··· Records for this task ···
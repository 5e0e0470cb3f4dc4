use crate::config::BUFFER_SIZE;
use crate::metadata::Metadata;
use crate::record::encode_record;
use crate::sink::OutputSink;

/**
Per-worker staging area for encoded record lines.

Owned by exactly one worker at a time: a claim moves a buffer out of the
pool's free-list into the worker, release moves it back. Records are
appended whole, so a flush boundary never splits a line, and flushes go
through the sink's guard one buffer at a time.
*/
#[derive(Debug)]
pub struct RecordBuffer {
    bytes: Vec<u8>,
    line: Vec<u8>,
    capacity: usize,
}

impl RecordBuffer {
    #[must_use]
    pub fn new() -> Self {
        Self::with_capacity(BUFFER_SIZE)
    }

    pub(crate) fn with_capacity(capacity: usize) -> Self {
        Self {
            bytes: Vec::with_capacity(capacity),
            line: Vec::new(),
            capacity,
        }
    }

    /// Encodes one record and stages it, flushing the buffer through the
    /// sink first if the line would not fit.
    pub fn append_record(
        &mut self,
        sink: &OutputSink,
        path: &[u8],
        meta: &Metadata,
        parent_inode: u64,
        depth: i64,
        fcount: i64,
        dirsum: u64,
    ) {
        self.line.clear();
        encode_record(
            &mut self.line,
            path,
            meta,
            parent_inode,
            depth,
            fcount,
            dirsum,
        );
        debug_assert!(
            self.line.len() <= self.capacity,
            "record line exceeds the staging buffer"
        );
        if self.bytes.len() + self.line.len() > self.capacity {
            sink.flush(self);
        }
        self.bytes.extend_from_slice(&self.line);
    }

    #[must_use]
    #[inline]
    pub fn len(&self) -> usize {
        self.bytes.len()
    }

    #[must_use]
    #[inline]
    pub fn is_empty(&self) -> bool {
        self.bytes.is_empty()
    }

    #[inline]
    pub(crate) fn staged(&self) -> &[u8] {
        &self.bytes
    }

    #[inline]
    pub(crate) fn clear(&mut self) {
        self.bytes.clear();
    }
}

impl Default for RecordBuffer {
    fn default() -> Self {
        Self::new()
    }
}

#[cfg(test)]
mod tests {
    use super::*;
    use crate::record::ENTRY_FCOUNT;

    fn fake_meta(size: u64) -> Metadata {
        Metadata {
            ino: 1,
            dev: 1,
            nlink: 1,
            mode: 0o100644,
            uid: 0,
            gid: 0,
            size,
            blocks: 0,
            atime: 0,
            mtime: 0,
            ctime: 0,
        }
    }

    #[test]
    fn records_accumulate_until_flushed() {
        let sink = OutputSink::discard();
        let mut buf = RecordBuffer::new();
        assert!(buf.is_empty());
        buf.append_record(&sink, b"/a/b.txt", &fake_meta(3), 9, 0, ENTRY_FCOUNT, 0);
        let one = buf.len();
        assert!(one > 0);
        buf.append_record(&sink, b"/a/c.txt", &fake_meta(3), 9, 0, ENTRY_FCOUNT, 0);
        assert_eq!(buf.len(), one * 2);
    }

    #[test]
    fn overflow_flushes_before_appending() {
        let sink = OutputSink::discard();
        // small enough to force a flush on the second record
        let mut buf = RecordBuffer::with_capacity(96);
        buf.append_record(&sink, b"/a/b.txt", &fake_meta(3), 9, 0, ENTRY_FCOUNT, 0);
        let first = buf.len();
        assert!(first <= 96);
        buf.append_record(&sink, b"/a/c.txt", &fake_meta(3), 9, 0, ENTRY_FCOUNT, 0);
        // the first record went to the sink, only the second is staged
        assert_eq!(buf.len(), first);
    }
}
···
··· Records for this task ···
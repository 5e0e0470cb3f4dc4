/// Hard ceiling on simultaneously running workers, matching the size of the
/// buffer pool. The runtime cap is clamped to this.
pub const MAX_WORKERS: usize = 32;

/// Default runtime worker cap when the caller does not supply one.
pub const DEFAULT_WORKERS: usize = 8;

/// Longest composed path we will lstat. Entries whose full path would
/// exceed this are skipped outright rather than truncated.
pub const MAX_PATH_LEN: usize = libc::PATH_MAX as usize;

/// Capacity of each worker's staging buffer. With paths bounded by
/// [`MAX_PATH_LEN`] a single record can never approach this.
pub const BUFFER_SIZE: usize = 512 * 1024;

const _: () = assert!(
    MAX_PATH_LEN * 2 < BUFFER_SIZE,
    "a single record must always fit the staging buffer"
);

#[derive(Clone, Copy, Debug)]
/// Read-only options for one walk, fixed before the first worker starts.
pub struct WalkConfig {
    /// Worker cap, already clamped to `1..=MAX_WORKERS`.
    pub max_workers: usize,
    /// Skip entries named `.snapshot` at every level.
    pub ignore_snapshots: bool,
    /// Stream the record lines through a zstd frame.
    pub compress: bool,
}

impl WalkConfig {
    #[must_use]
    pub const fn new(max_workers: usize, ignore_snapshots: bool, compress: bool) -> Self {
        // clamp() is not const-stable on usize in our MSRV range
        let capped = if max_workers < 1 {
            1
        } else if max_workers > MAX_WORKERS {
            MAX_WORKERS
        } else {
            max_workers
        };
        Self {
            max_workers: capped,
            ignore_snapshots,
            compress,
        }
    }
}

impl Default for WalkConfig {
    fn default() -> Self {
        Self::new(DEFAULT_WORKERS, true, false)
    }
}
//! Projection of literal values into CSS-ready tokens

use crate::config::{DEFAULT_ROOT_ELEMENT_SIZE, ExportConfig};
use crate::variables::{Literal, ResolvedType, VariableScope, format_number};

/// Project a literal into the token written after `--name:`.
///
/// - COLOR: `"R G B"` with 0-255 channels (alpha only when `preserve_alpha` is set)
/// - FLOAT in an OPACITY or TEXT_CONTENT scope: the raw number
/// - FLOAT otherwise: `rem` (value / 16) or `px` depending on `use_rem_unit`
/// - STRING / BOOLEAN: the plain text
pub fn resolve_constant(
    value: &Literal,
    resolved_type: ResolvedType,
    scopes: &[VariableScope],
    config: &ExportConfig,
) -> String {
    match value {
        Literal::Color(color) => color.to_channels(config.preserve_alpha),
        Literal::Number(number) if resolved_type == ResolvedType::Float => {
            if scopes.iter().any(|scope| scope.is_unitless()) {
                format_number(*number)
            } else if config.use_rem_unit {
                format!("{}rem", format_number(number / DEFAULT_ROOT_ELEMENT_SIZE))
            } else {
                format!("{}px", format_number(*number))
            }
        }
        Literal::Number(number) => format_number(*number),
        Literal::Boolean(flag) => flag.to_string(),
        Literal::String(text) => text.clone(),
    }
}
···
··· Records for this task ···
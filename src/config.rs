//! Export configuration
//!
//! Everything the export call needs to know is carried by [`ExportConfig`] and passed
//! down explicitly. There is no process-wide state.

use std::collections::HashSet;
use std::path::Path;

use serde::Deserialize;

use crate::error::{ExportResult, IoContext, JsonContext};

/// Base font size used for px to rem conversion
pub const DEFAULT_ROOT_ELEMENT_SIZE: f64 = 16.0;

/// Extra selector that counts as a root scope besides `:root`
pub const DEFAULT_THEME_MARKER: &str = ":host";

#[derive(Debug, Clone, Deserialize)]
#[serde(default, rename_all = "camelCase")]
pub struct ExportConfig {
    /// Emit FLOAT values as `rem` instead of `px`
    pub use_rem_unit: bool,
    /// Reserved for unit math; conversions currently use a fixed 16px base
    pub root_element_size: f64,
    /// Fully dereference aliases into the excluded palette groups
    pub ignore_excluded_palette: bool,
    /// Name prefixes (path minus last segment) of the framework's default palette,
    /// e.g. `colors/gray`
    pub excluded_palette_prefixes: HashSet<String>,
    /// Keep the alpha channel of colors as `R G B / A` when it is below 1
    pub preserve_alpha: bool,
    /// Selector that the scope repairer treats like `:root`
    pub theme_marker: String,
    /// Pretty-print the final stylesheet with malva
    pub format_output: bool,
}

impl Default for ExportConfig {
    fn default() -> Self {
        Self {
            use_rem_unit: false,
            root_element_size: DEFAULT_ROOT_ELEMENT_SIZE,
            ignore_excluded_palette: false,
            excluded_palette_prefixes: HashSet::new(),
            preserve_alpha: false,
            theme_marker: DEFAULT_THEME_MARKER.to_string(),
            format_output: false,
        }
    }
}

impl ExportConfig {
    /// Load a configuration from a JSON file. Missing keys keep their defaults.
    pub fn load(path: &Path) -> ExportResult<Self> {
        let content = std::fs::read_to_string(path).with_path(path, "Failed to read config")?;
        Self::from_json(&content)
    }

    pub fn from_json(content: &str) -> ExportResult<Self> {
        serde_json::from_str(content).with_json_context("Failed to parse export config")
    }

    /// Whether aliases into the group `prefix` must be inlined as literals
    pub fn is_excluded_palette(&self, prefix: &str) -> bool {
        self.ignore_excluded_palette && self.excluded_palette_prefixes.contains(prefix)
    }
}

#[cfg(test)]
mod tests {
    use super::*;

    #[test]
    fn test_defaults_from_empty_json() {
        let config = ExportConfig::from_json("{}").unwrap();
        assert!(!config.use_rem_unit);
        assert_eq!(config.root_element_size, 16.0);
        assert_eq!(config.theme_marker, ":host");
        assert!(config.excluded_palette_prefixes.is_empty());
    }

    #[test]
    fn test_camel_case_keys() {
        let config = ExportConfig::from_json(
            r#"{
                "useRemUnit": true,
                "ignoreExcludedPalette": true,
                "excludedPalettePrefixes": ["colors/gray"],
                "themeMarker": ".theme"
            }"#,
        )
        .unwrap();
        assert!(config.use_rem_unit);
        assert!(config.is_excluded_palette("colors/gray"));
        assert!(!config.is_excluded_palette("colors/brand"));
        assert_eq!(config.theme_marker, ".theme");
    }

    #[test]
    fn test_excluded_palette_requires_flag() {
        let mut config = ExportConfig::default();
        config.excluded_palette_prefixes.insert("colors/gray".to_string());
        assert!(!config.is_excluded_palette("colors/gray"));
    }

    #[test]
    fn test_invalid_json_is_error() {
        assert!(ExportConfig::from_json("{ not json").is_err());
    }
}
···
### Task to complete
In the listing above, show every line with the word "fixed".

### Response to the exercise
/// Read-only options for one walk, fixed before the first worker starts.
    /// Reserved for unit math; conversions currently use a fixed 16px base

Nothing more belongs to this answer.